* **Excerpted data**
==========

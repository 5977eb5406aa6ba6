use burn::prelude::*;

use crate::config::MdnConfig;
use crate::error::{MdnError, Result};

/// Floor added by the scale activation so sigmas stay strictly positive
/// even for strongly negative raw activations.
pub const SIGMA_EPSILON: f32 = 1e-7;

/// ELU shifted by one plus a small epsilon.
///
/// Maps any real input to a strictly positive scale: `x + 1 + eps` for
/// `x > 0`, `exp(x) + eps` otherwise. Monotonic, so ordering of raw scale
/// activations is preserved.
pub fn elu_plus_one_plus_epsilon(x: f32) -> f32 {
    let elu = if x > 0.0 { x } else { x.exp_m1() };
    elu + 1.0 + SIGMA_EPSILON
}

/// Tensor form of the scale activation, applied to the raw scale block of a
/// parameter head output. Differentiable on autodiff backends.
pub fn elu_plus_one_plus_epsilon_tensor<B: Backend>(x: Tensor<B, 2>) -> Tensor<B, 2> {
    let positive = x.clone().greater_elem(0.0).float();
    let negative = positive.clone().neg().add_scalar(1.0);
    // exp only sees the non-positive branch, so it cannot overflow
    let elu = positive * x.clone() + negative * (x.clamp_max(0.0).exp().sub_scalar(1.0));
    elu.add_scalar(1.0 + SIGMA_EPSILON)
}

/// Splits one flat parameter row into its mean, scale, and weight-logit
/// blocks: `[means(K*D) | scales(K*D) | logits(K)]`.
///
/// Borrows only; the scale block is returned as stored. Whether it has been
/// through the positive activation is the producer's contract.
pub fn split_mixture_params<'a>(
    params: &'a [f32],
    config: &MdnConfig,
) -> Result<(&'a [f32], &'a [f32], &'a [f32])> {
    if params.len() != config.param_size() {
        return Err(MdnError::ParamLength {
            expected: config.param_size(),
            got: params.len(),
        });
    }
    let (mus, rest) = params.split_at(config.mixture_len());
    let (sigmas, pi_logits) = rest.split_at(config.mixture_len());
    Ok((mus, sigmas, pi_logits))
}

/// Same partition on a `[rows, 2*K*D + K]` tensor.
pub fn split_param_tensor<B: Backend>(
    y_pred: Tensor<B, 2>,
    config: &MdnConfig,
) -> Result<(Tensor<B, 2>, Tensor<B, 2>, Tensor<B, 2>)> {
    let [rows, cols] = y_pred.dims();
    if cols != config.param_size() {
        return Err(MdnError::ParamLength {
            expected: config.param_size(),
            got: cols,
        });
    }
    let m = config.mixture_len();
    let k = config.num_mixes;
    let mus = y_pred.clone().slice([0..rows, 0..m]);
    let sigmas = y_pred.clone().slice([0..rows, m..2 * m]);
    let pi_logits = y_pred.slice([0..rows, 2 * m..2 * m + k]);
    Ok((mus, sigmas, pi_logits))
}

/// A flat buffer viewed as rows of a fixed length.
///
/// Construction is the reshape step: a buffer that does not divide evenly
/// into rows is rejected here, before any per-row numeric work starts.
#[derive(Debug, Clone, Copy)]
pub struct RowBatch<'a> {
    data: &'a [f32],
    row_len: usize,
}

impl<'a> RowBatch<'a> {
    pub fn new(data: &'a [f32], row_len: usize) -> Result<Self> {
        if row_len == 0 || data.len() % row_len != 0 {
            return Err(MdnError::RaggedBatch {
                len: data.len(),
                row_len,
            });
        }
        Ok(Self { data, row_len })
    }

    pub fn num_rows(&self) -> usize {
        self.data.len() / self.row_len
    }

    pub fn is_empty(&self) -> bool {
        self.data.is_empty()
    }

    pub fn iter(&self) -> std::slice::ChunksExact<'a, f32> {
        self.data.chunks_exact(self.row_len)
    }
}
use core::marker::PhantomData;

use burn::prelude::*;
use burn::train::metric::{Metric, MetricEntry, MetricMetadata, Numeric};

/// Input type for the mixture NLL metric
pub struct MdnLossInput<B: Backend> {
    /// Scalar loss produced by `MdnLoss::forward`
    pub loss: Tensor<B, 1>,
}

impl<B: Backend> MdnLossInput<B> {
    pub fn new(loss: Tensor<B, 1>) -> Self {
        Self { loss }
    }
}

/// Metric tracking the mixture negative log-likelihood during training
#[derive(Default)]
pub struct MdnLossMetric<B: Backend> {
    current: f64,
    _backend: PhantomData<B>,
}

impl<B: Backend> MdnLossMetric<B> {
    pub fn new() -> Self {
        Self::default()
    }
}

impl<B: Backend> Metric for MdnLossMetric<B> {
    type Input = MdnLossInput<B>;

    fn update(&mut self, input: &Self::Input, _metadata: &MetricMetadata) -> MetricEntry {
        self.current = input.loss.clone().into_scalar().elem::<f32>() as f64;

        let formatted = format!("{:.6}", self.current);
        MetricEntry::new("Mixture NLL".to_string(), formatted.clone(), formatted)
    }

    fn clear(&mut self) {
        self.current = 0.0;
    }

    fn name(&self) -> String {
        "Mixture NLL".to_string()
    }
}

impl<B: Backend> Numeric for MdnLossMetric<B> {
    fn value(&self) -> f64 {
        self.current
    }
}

==========

Give back, unchanged, the run of lines in the listing above that begins at the line containing "let (mus, rest)" and ends at the line containing "let pi_logits = y_pred.slice([0..rows, 2", both included.

    let (mus, rest) = params.split_at(config.mixture_len());
    let (sigmas, pi_logits) = rest.split_at(config.mixture_len());
    Ok((mus, sigmas, pi_logits))
}

/// Same partition on a `[rows, 2*K*D + K]` tensor.
pub fn split_param_tensor<B: Backend>(
    y_pred: Tensor<B, 2>,
    config: &MdnConfig,
) -> Result<(Tensor<B, 2>, Tensor<B, 2>, Tensor<B, 2>)> {
    let [rows, cols] = y_pred.dims();
    if cols != config.param_size() {
        return Err(MdnError::ParamLength {
            expected: config.param_size(),
            got: cols,
        });
    }
    let m = config.mixture_len();
    let k = config.num_mixes;
    let mus = y_pred.clone().slice([0..rows, 0..m]);
    let sigmas = y_pred.clone().slice([0..rows, m..2 * m]);
    let pi_logits = y_pred.slice([0..rows, 2 * m..2 * m + k]);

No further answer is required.